# Task requirements:
Work out how many lines in the data include the string "StatusCode"; reply with that number alone.

Stored entries
● ● ● ● ● ● ●

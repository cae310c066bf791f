//! `/game/deck`: Click-or-Cap trivia deck.

use axum::extract::State;
use axum::routing::get;
use axum::{Json, Router};
use trivia_deck::GameCard;

use crate::AppState;

pub fn router() -> Router<AppState> {
    Router::new().route("/game/deck", get(game_deck))
}

async fn game_deck(State(state): State<AppState>) -> Json<Vec<GameCard>> {
    Json(state.deck.build().await)
}

#[cfg(test)]
mod tests {
    use crate::build_router;
    use crate::test_support::*;
    use axum::http::StatusCode;

    #[tokio::test]
    async fn test_deck_without_feeds_deals_hate_samples() {
        let resp = get(build_router(test_state()), "/game/deck").await;
        assert_eq!(resp.status(), StatusCode::OK);

        let body = read_body(resp).await;
        let cards = body.as_array().unwrap();
        assert_eq!(cards.len(), 2);
        for card in cards {
            assert_eq!(card["type"], "CAP");
            assert!(card["id"].as_str().unwrap().starts_with("hate_"));
        }
    }
}
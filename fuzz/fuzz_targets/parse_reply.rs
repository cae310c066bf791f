#![no_main]

use libfuzzer_sys::fuzz_target;
use moderation_contract::Thresholds;
use toxicity_oracle::{parse_assessment, ReplyOptions};

fuzz_target!(|data: &[u8]| {
    let Ok(reply) = std::str::from_utf8(data) else {
        return;
    };

    let assessment = parse_assessment(reply);
    assert!(assessment.score <= 100);
    if !assessment.rated {
        assert_eq!(assessment.score, 0);
    }
    let _ = Thresholds::TEXT.decide(assessment.score);

    if let Ok(options) = ReplyOptions::from_json(reply) {
        assert!(!options.polite.trim().is_empty());
    }
});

● ● ● ● ● ● ●

# Written solution:
2